You are asked to filter the data below and copy every line holding "filename".

******************************

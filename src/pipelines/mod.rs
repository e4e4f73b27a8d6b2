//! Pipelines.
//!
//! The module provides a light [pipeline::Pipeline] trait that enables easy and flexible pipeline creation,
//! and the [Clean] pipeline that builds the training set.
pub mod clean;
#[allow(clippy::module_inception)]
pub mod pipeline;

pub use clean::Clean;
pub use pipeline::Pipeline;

******************************

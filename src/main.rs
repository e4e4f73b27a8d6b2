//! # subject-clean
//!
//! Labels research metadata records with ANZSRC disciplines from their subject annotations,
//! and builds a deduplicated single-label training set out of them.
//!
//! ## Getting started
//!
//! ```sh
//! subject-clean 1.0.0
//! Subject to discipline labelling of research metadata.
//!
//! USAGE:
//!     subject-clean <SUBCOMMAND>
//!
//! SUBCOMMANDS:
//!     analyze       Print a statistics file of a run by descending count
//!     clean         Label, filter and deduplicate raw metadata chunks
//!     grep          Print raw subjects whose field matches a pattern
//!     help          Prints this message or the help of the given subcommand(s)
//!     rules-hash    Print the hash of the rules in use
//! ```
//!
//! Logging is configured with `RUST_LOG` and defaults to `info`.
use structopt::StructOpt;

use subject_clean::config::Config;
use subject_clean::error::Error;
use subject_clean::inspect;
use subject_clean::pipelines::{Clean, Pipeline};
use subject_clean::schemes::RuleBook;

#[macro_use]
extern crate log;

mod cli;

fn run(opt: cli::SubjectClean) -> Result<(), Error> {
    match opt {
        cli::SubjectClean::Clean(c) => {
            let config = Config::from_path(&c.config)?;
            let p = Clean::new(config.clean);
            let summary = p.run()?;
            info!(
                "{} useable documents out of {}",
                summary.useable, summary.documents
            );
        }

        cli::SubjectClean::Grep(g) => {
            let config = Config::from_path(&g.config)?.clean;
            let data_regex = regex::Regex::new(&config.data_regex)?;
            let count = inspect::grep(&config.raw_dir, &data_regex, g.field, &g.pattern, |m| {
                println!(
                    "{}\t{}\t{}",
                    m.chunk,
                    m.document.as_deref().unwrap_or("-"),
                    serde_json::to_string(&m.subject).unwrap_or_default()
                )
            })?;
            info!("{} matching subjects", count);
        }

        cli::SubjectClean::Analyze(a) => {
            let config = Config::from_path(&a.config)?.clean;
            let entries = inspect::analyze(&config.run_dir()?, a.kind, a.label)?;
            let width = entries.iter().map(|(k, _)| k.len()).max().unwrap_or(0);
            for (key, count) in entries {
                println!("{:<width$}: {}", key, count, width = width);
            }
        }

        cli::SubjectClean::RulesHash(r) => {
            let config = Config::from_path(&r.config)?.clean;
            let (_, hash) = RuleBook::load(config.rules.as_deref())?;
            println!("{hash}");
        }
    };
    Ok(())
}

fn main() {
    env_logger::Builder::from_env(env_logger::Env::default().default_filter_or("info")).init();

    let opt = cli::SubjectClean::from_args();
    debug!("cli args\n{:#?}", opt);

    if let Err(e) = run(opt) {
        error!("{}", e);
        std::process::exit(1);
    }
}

******************************

_Reply to the exercise_.
filename src/pipelines/mod.rs
filename src/main.rs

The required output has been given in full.